Throughout selective coding the process of constant comparison is applied [13]. With constant comparison researchers continuously check how modifications to the model work for other, already analyzed, data. A potential pitfall to qualitative research is to let the final round of data collection be the deciding factor for the final model, that is, the patterns present in the last observed data are used to determine the definitive descriptions. Through constant comparison, each addition or adaptation of the model is verified with earlier data. This process is essential to ensure that the final model correctly represents the participants’ views.

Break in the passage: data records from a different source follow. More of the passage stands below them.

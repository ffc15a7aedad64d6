//! Microsoft Graph workbook API client.
//!
//! Low-level HTTP client for the Graph endpoints the adapter needs: drive
//! search and file creation, worksheet enumeration/fetch/creation, range
//! reads and writes, used-range queries, and range deletion with shift.
//!
//! Worksheet names appear inside URL paths and inside `range(address='..')`
//! function segments; both are percent-encoded here so month names and
//! user-created sheets with spaces address correctly.

use serde::Deserialize;
use serde_json::json;
use tracing::debug;

use tusheet_core::CellValue;

use crate::error::{ProviderError, ProviderResult};

use super::config::ExcelConfig;

/// Microsoft Graph workbook client.
#[derive(Debug)]
pub struct ExcelClient {
    http_client: reqwest::Client,
    config: ExcelConfig,
}

impl ExcelClient {
    /// Creates a new client from the adapter configuration.
    pub fn new(config: ExcelConfig) -> ProviderResult<Self> {
        let http_client = reqwest::Client::builder()
            .timeout(config.timeout)
            .build()
            .map_err(|e| ProviderError::network(format!("failed to create HTTP client: {}", e)))?;

        Ok(Self {
            http_client,
            config,
        })
    }

    fn workbook_url(&self, item_id: &str, suffix: &str) -> String {
        format!(
            "{}/me/drive/items/{}/workbook{}",
            self.config.graph_base_url, item_id, suffix
        )
    }

    fn worksheet_url(&self, item_id: &str, worksheet: &str, suffix: &str) -> String {
        self.workbook_url(
            item_id,
            &format!("/worksheets/{}{}", urlencoding::encode(worksheet), suffix),
        )
    }

    /// Searches the drive root for `.xlsx` files.
    pub async fn search_xlsx(&self) -> ProviderResult<Vec<DriveItem>> {
        let url = format!(
            "{}/me/drive/root/search(q='*.xlsx')",
            self.config.graph_base_url
        );

        let response = self
            .http_client
            .get(&url)
            .bearer_auth(&self.config.access_token)
            .send()
            .await
            .map_err(map_transport_error)?;

        let body = read_success_body(response).await?;
        let list: DriveItemListResponse = parse_body(&body)?;

        debug!("drive search returned {} items", list.value.len());
        Ok(list.value)
    }

    /// Creates an empty workbook file at the drive root.
    ///
    /// Graph renames on conflict rather than failing, so the returned item
    /// name is authoritative.
    pub async fn create_workbook(&self, file_name: &str) -> ProviderResult<DriveItem> {
        let url = format!("{}/me/drive/root/children", self.config.graph_base_url);

        let response = self
            .http_client
            .post(&url)
            .bearer_auth(&self.config.access_token)
            .json(&json!({
                "name": file_name,
                "file": {},
                "@microsoft.graph.conflictBehavior": "rename",
            }))
            .send()
            .await
            .map_err(map_transport_error)?;

        let body = read_success_body(response).await?;
        parse_body(&body)
    }

    /// Lists all worksheets of a workbook.
    pub async fn list_worksheets(&self, item_id: &str) -> ProviderResult<Vec<Worksheet>> {
        let url = self.workbook_url(item_id, "/worksheets");

        let response = self
            .http_client
            .get(&url)
            .bearer_auth(&self.config.access_token)
            .send()
            .await
            .map_err(map_transport_error)?;

        let body = read_success_body(response).await?;
        let list: WorksheetListResponse = parse_body(&body)?;
        Ok(list.value)
    }

    /// Fetches one worksheet by name.
    ///
    /// This is the only existence probe Graph offers; the provider treats
    /// any error here as "worksheet does not exist".
    pub async fn get_worksheet(&self, item_id: &str, worksheet: &str) -> ProviderResult<Worksheet> {
        let url = self.worksheet_url(item_id, worksheet, "");

        let response = self
            .http_client
            .get(&url)
            .bearer_auth(&self.config.access_token)
            .send()
            .await
            .map_err(map_transport_error)?;

        let body = read_success_body(response).await?;
        parse_body(&body)
    }

    /// Creates a worksheet with the given name.
    pub async fn create_worksheet(&self, item_id: &str, worksheet: &str) -> ProviderResult<()> {
        let url = self.workbook_url(item_id, "/worksheets");

        let response = self
            .http_client
            .post(&url)
            .bearer_auth(&self.config.access_token)
            .json(&json!({ "name": worksheet }))
            .send()
            .await
            .map_err(map_transport_error)?;

        read_success_body(response).await?;
        Ok(())
    }

    /// Reads a worksheet's used range.
    ///
    /// A brand-new worksheet has no used range; Graph errors on the call,
    /// which the provider folds into its row-index fallback.
    pub async fn used_range(&self, item_id: &str, worksheet: &str) -> ProviderResult<UsedRange> {
        let url = self.worksheet_url(item_id, worksheet, "/usedRange");

        let response = self
            .http_client
            .get(&url)
            .bearer_auth(&self.config.access_token)
            .send()
            .await
            .map_err(map_transport_error)?;

        let body = read_success_body(response).await?;
        parse_body(&body)
    }

    /// Reads an explicit range (e.g. `A:A`) from a worksheet.
    pub async fn get_range(
        &self,
        item_id: &str,
        worksheet: &str,
        address: &str,
    ) -> ProviderResult<Vec<Vec<CellValue>>> {
        let url = self.worksheet_url(
            item_id,
            worksheet,
            &format!("/range(address='{}')", urlencoding::encode(address)),
        );

        let response = self
            .http_client
            .get(&url)
            .bearer_auth(&self.config.access_token)
            .send()
            .await
            .map_err(map_transport_error)?;

        let body = read_success_body(response).await?;
        let range: RangeData = parse_body(&body)?;
        Ok(range.values)
    }

    /// Overwrites an explicit range with the given rows.
    pub async fn patch_range(
        &self,
        item_id: &str,
        worksheet: &str,
        address: &str,
        values: &[Vec<String>],
    ) -> ProviderResult<()> {
        let url = self.worksheet_url(
            item_id,
            worksheet,
            &format!("/range(address='{}')", urlencoding::encode(address)),
        );

        let response = self
            .http_client
            .patch(&url)
            .bearer_auth(&self.config.access_token)
            .json(&json!({ "values": values }))
            .send()
            .await
            .map_err(map_transport_error)?;

        read_success_body(response).await?;
        Ok(())
    }

    /// Deletes a whole-row range (`{row}:{row}`) and shifts subsequent rows
    /// up - the Graph expression of a row delete.
    pub async fn delete_row(&self, item_id: &str, worksheet: &str, row: u32) -> ProviderResult<()> {
        let address = format!("{}:{}", row, row);
        let url = self.worksheet_url(
            item_id,
            worksheet,
            &format!("/range(address='{}')/delete", urlencoding::encode(&address)),
        );

        let response = self
            .http_client
            .post(&url)
            .bearer_auth(&self.config.access_token)
            .json(&json!({ "shift": "Up" }))
            .send()
            .await
            .map_err(map_transport_error)?;

        read_success_body(response).await?;
        Ok(())
    }
}

/// Maps a reqwest transport error onto a provider error.
fn map_transport_error(e: reqwest::Error) -> ProviderError {
    if e.is_timeout() {
        ProviderError::network("request timeout")
    } else if e.is_connect() {
        ProviderError::network(format!("connection failed: {}", e))
    } else {
        ProviderError::network(format!("request failed: {}", e))
    }
}

/// Checks the HTTP status and reads the body of a successful response.
async fn read_success_body(response: reqwest::Response) -> ProviderResult<String> {
    let status = response.status();

    if status == reqwest::StatusCode::UNAUTHORIZED {
        return Err(ProviderError::authentication(
            "access token expired or invalid",
        ));
    }

    if status == reqwest::StatusCode::FORBIDDEN {
        return Err(ProviderError::authorization("access denied to workbook"));
    }

    if status == reqwest::StatusCode::NOT_FOUND {
        return Err(ProviderError::not_found("workbook or worksheet not found"));
    }

    if status == reqwest::StatusCode::TOO_MANY_REQUESTS {
        let retry_after = response
            .headers()
            .get("Retry-After")
            .and_then(|v| v.to_str().ok())
            .and_then(|s| s.parse::<u64>().ok());
        return Err(ProviderError::rate_limited(format!(
            "rate limit exceeded{}",
            retry_after
                .map(|s| format!(", retry after {} seconds", s))
                .unwrap_or_default()
        )));
    }

    if !status.is_success() {
        let body = response.text().await.unwrap_or_default();
        let message = graph_error_message(&body).unwrap_or(body);
        return Err(ProviderError::server(format!(
            "Graph API error ({}): {}",
            status, message
        )));
    }

    response
        .text()
        .await
        .map_err(|e| ProviderError::network(format!("failed to read response: {}", e)))
}

/// Extracts the human-readable message from a Graph error body.
fn graph_error_message(body: &str) -> Option<String> {
    let parsed: GraphErrorResponse = serde_json::from_str(body).ok()?;
    Some(parsed.error.message)
}

fn parse_body<T: serde::de::DeserializeOwned>(body: &str) -> ProviderResult<T> {
    serde_json::from_str(body)
        .map_err(|e| ProviderError::invalid_response(format!("failed to parse response: {}", e)))
}

/// A drive item from search or creation.
#[derive(Debug, Clone, Deserialize)]
pub struct DriveItem {
    /// Item id.
    pub id: String,
    /// File name, including extension.
    pub name: String,
    /// Present only when the item is a file (folders lack it).
    #[serde(default)]
    pub file: Option<FileFacet>,
}

impl DriveItem {
    /// True for `.xlsx` files; drive search also returns folders and
    /// near-matches that must be filtered out.
    pub fn is_xlsx(&self) -> bool {
        self.file.is_some() && self.name.ends_with(".xlsx")
    }

    /// Display name with the `.xlsx` suffix stripped.
    pub fn display_name(&self) -> &str {
        self.name.strip_suffix(".xlsx").unwrap_or(&self.name)
    }
}

/// Marker facet Graph attaches to file items.
#[derive(Debug, Clone, Deserialize)]
pub struct FileFacet {
    /// MIME type, unused but present in every file facet.
    #[serde(default, rename = "mimeType")]
    pub mime_type: Option<String>,
}

#[derive(Debug, Deserialize)]
struct DriveItemListResponse {
    #[serde(default)]
    value: Vec<DriveItem>,
}

/// One worksheet of a workbook.
#[derive(Debug, Clone, Deserialize)]
pub struct Worksheet {
    /// Worksheet id.
    #[serde(default)]
    pub id: String,
    /// Worksheet name.
    pub name: String,
}

#[derive(Debug, Deserialize)]
struct WorksheetListResponse {
    #[serde(default)]
    value: Vec<Worksheet>,
}

/// A worksheet's used range.
#[derive(Debug, Deserialize)]
#[serde(rename_all = "camelCase")]
pub struct UsedRange {
    /// Number of rows in the used range (header included).
    #[serde(default)]
    pub row_count: u32,
    /// Cell values, rows of columns.
    #[serde(default)]
    pub values: Vec<Vec<CellValue>>,
}

#[derive(Debug, Deserialize)]
struct RangeData {
    #[serde(default)]
    values: Vec<Vec<CellValue>>,
}

#[derive(Debug, Deserialize)]
struct GraphErrorResponse {
    error: GraphError,
}

#[derive(Debug, Deserialize)]
struct GraphError {
    message: String,
}

#[cfg(test)]
mod tests {
    use super::*;

    #[test]
    fn parse_drive_search() {
        let json = r#"{
            "value": [
                { "id": "item1", "name": "Tasks.xlsx", "file": { "mimeType": "application/vnd.openxmlformats-officedocument.spreadsheetml.sheet" } },
                { "id": "item2", "name": "xlsx-exports" },
                { "id": "item3", "name": "Notes.docx", "file": {} }
            ]
        }"#;

        let list: DriveItemListResponse = serde_json::from_str(json).unwrap();
        assert_eq!(list.value.len(), 3);
        assert!(list.value[0].is_xlsx());
        // A folder whose name merely mentions xlsx.
        assert!(!list.value[1].is_xlsx());
        // A file with the wrong extension.
        assert!(!list.value[2].is_xlsx());
        assert_eq!(list.value[0].display_name(), "Tasks");
    }

    #[test]
    fn parse_worksheet_list() {
        let json = r#"{
            "value": [
                { "id": "{0000-01}", "name": "Sheet1" },
                { "id": "{0000-02}", "name": "2024-01" }
            ]
        }"#;

        let list: WorksheetListResponse = serde_json::from_str(json).unwrap();
        assert_eq!(list.value.len(), 2);
        assert_eq!(list.value[1].name, "2024-01");
    }

    #[test]
    fn parse_used_range_with_serials() {
        let json = r#"{
            "address": "2024-01!A1:E2",
            "rowCount": 2,
            "values": [
                ["UID", "Task Number", "Description", "Date", "Time"],
                ["abc123", "T-001", "Write spec", 45306, 2.5]
            ]
        }"#;

        let range: UsedRange = serde_json::from_str(json).unwrap();
        assert_eq!(range.row_count, 2);
        assert_eq!(range.values[1][3], CellValue::Number(45306.0));
    }

    #[test]
    fn parse_used_range_without_values() {
        let range: UsedRange = serde_json::from_str(r#"{ "rowCount": 1 }"#).unwrap();
        assert_eq!(range.row_count, 1);
        assert!(range.values.is_empty());
    }

    #[test]
    fn graph_error_body_message() {
        let body = r#"{ "error": { "code": "itemNotFound", "message": "The resource could not be found." } }"#;
        assert_eq!(
            graph_error_message(body).as_deref(),
            Some("The resource could not be found.")
        );
        assert!(graph_error_message("not json").is_none());
    }
}
//! Client-side uid generation.
//!
//! A uid is a random base-36 fragment followed by the current Unix time in
//! milliseconds, also base 36. The time component makes collisions across
//! seconds impossible and the random fragment covers concurrent generation
//! within the same millisecond.

use std::time::{SystemTime, UNIX_EPOCH};

use rand::Rng;

const BASE36: &[u8; 36] = b"0123456789abcdefghijklmnopqrstuvwxyz";

/// Length of the random fragment. Gives 36^11 (~= 2^56) possibilities per
/// millisecond.
const RANDOM_LEN: usize = 11;

/// Generates a new task uid.
pub fn generate_uid() -> String {
    let mut rng = rand::rng();
    let mut uid: String = (0..RANDOM_LEN)
        .map(|_| BASE36[rng.random_range(0..36)] as char)
        .collect();

    let millis = SystemTime::now()
        .duration_since(UNIX_EPOCH)
        .map(|d| d.as_millis() as u64)
        .unwrap_or(0);
    uid.push_str(&to_base36(millis));
    uid
}

fn to_base36(mut n: u64) -> String {
    if n == 0 {
        return "0".to_string();
    }
    let mut digits = Vec::new();
    while n > 0 {
        digits.push(BASE36[(n % 36) as usize]);
        n /= 36;
    }
    digits.reverse();
    String::from_utf8(digits).expect("base36 digits are ascii")
}

#[cfg(test)]
mod tests {
    use super::*;

    #[test]
    fn uid_is_non_empty_and_long_enough() {
        let uid = generate_uid();
        assert!(uid.len() >= 16, "uid too short: {}", uid);
        assert!(uid.chars().all(|c| c.is_ascii_alphanumeric()));
    }

    #[test]
    fn uids_do_not_repeat() {
        let mut seen = std::collections::HashSet::new();
        for _ in 0..1000 {
            assert!(seen.insert(generate_uid()));
        }
    }

    #[test]
    fn base36_encoding() {
        assert_eq!(to_base36(0), "0");
        assert_eq!(to_base36(35), "z");
        assert_eq!(to_base36(36), "10");
        assert_eq!(to_base36(36 * 36 + 1), "101");
    }
}
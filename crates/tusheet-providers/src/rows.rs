//! Row addressing helpers shared by both adapters.
//!
//! Neither backing API can locate a row by value server-side, so uid lookup
//! is an explicit linear scan over a fetched column. Row positions here are
//! 1-based, matching A1-notation range addresses; the scan result is the
//! row number to address, or `None` for the not-found condition.

use tusheet_core::CellValue;

/// Scans a fetched column (rows of at most one cell each) for `uid`.
///
/// Returns the 1-based row number of the first match. Row 1 is the header
/// and never matches a real uid, but the scan does not special-case it; a
/// header-only or empty partition simply yields `None`.
pub fn find_uid_row(column: &[Vec<CellValue>], uid: &str) -> Option<usize> {
    column.iter().position(|row| {
        matches!(row.first(), Some(CellValue::Text(value)) if value == uid)
    }).map(|idx| idx + 1)
}

/// Computes the next writable row from a used-range row count.
///
/// `row_count` of `None` means the used range could not be read at all,
/// which Excel reports for a brand-new worksheet; both that and a
/// header-only sheet (`row_count == 1`) resolve to row 2, the first data
/// row. This is the canonical empty-partition state.
pub fn next_data_row(row_count: Option<u32>) -> u32 {
    let last_row = match row_count {
        Some(n) if n >= 1 => n,
        _ => 1,
    };
    last_row + 1
}

/// Formats the A1-notation address for `count` 5-column rows starting at
/// `start_row`.
pub fn data_range_address(start_row: u32, count: u32) -> String {
    let end_row = start_row + count.saturating_sub(1);
    format!("A{}:E{}", start_row, end_row)
}
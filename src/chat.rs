//! Chat room controller built on two pub/sub sessions.
//!
//! A connection in subscribed mode can't publish, so a room keeps one
//! session for publishing and one for receiving. Messages travel as JSON
//! [`ChatMessage`] values tagged by `"action"`:
//!
//! ```text
//! {"action":"join","user":"ada"}                         client -> room
//! {"action":"message","message":"hi"}                    client -> room
//! {"action":"message","user":"ada","message":"hi"}       room -> channel
//! {"action":"control","user":"ada","message":"joined the chat room"}
//! ```
//!
//! # Example
//!
//! ```ignore
//! use respwire_client::{ChatRoom, ConnectionConfig};
//!
//! let config = ConnectionConfig::from_env()?;
//! let mut room = ChatRoom::open(&config, "chat", |msg| println!("{}", msg)).await?;
//! room.join("ada")?;
//! room.say("hello")?;
//! room.leave().await?;
//! ```

use std::fmt;
use std::sync::Arc;

use serde::{Deserialize, Serialize};

use crate::codec::JsonCodec;
use crate::config::ConnectionConfig;
use crate::error::Result;
use crate::pubsub::{json_handler, Flow};
use crate::session::Session;

/// Channel used when none is given.
pub const DEFAULT_CHANNEL: &str = "chat";

/// Announcement published on join.
pub const JOINED_TEXT: &str = "joined the chat room";

/// Announcement published on leave.
pub const LEFT_TEXT: &str = "left the chat room";

/// One chat payload.
#[derive(Debug, Clone, PartialEq, Eq, Serialize, Deserialize)]
#[serde(tag = "action", rename_all = "lowercase")]
pub enum ChatMessage {
    /// A client asks to join under `user`.
    Join {
        /// Display name.
        user: String,
    },
    /// Chat text. Clients omit `user`; the room stamps it before publishing.
    Message {
        /// Author, once stamped.
        #[serde(default, skip_serializing_if = "Option::is_none")]
        user: Option<String>,
        /// Text.
        message: String,
    },
    /// Room announcement such as a join or leave.
    Control {
        /// Subject of the announcement.
        user: String,
        /// Announcement text.
        message: String,
    },
    /// Any other action. Ignored by the room.
    #[serde(other, skip_serializing)]
    Unknown,
}

impl ChatMessage {
    /// Chat text stamped with its author.
    pub fn message(user: Option<&str>, text: impl Into<String>) -> Self {
        ChatMessage::Message {
            user: user.map(str::to_string),
            message: text.into(),
        }
    }

    /// Announcement about `user`.
    pub fn control(user: impl Into<String>, text: impl Into<String>) -> Self {
        ChatMessage::Control {
            user: user.into(),
            message: text.into(),
        }
    }

    /// The user this payload is about, if any.
    pub fn user(&self) -> Option<&str> {
        match self {
            ChatMessage::Join { user } | ChatMessage::Control { user, .. } => Some(user),
            ChatMessage::Message { user, .. } => user.as_deref(),
            ChatMessage::Unknown => None,
        }
    }
}

impl fmt::Display for ChatMessage {
    fn fmt(&self, f: &mut fmt::Formatter<'_>) -> fmt::Result {
        match self {
            ChatMessage::Join { user } => write!(f, "{} is joining", user),
            ChatMessage::Message { user, message } => {
                let user = user.as_deref().unwrap_or("anonymous");
                match emote(message) {
                    Some(action) => write!(f, "* {} {}", user, action),
                    None => write!(f, "{}: {}", user, message),
                }
            }
            ChatMessage::Control { user, message } => write!(f, "-- {} {}", user, message),
            ChatMessage::Unknown => f.write_str("(unknown action)"),
        }
    }
}

/// Text after a leading `/me ` (or `\me `), if present.
fn emote(message: &str) -> Option<&str> {
    let rest = message.trim_start();
    let rest = rest.strip_prefix("/me").or_else(|| rest.strip_prefix("\\me"))?;
    let action = rest.strip_prefix(char::is_whitespace)?;
    Some(action)
}

/// Callback that shows a received message to the local user.
pub type Render = Arc<dyn Fn(ChatMessage) + Send + Sync>;

/// A chat room on one channel.
pub struct ChatRoom {
    channel: String,
    publisher: Session,
    subscriber: Session,
    render: Render,
    user: Option<String>,
}

impl ChatRoom {
    /// Open the publishing and subscribing sessions for `channel`.
    ///
    /// `render` runs on the subscriber's read task for every decoded message
    /// once [`join`](ChatRoom::join) has been called.
    pub async fn open<F>(
        config: &ConnectionConfig,
        channel: impl Into<String>,
        render: F,
    ) -> Result<Self>
    where
        F: Fn(ChatMessage) + Send + Sync + 'static,
    {
        let publisher = Session::connect_with(config.clone()).await?;
        let subscriber = Session::connect_with(config.clone()).await?;
        Ok(Self::from_sessions(publisher, subscriber, channel, render))
    }

    /// Build a room over sessions that are already connected.
    pub fn from_sessions<F>(
        publisher: Session,
        subscriber: Session,
        channel: impl Into<String>,
        render: F,
    ) -> Self
    where
        F: Fn(ChatMessage) + Send + Sync + 'static,
    {
        Self {
            channel: channel.into(),
            publisher,
            subscriber,
            render: Arc::new(render),
            user: None,
        }
    }

    /// Channel name.
    pub fn channel(&self) -> &str {
        &self.channel
    }

    /// Joined user, if any.
    pub fn user(&self) -> Option<&str> {
        self.user.as_deref()
    }

    /// Join as `user`: subscribe to the channel and announce the arrival.
    pub fn join(&mut self, user: impl Into<String>) -> Result<()> {
        let user = user.into();
        tracing::debug!(channel = %self.channel, user = %user, "Joining");

        let render = self.render.clone();
        self.subscriber.subscribe(
            [self.channel.as_str()],
            json_handler(move |_: &str, message: ChatMessage| {
                render(message);
                Flow::Continue
            }),
        )?;

        let announcement = ChatMessage::control(user.as_str(), JOINED_TEXT);
        self.user = Some(user);
        self.publish(&announcement)
    }

    /// Publish `text` as the joined user.
    pub fn say(&self, text: impl Into<String>) -> Result<()> {
        self.publish(&ChatMessage::message(self.user.as_deref(), text))
    }

    /// Handle one raw JSON payload from the local client.
    ///
    /// `join` and `message` are acted on; other actions are skipped.
    pub fn handle_client_data(&mut self, data: &[u8]) -> Result<()> {
        match JsonCodec::decode::<ChatMessage>(data)? {
            ChatMessage::Join { user } => self.join(user),
            ChatMessage::Message { message, .. } => self.say(message),
            other => {
                tracing::debug!(?other, "Skipping client payload");
                Ok(())
            }
        }
    }

    /// Announce the departure, then close both sessions after writing.
    ///
    /// Both sessions are closed even when the announcement can't be queued;
    /// the first error is returned.
    pub async fn leave(self) -> Result<()> {
        let announced = match &self.user {
            Some(user) => self.publish(&ChatMessage::control(user.as_str(), LEFT_TEXT)),
            None => Ok(()),
        };

        self.publisher.close();
        self.subscriber.close();

        let published = self.publisher.wait_for_shutdown().await;
        let received = self.subscriber.wait_for_shutdown().await;
        announced.and(published).and(received)
    }

    fn publish(&self, message: &ChatMessage) -> Result<()> {
        let payload = JsonCodec::encode(message)?;
        self.publisher.publish(&self.channel, payload)
    }
}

The outcome of selective coding is a theoretical model that explains how participants perceive the phenomenon or process of interest [55]. The resulting theoretical model should adhere to four key principles: they should fit within the field of study, be understandable to those in the field, be generalizable, and provide some level of control to the researcher in the form of understanding the process or phenomenon of interest [68]. By setting up the study as described in the previous sections, the results acquired should meet these criteria. The use of sensitizing concepts helps fit the theory within the existing literature, while theoretical sampling ensures generalizability. The CGT coding procedure ensures that the resulting theory is understandable and provides control to the researcher.
To illustrate the process of creating and verifying a theoretical model from the qualitative data, we present the results of GLS in Fig 2. Here, we zoom in on a few aspects of the model, to give an impression of the process and result of selective coding. Note that in this phase they did not distinguish between participants in the intervention or control condition; they built one overall model for all data obtained.
In GLS, the stories of participants demonstrated some common ground that helped understand different aspects of their behavior and motivations. For instance, the researchers observed a recurring pattern in the participants’ explanation of circumstances that affected their choices for actual behavior. From observations and interviews it became clear that social interactions are context-dependent, that is, behavior does not only depend on intentions (based on reasoning about measures and the motivations to adhere to them) but also on, for instance, how friends or other contacts behave, what their intentions are, and on perceived risk of not behaving in the intended way (see Fig 2). To give just one illustration, the following quote is exemplary for several similar remarks about the influence of other people’s behavior:
Participant D2505B2: ‘It is sort of legitimized because the people around you don’t do it either.’
To verify the conclusion that social interactions are context-dependent, a revisit of all data was made to validate this pattern with the data itself as the method of constant comparison describes. An example of such a verification in the data was given by a participant that described intended behavior depending on who they were with.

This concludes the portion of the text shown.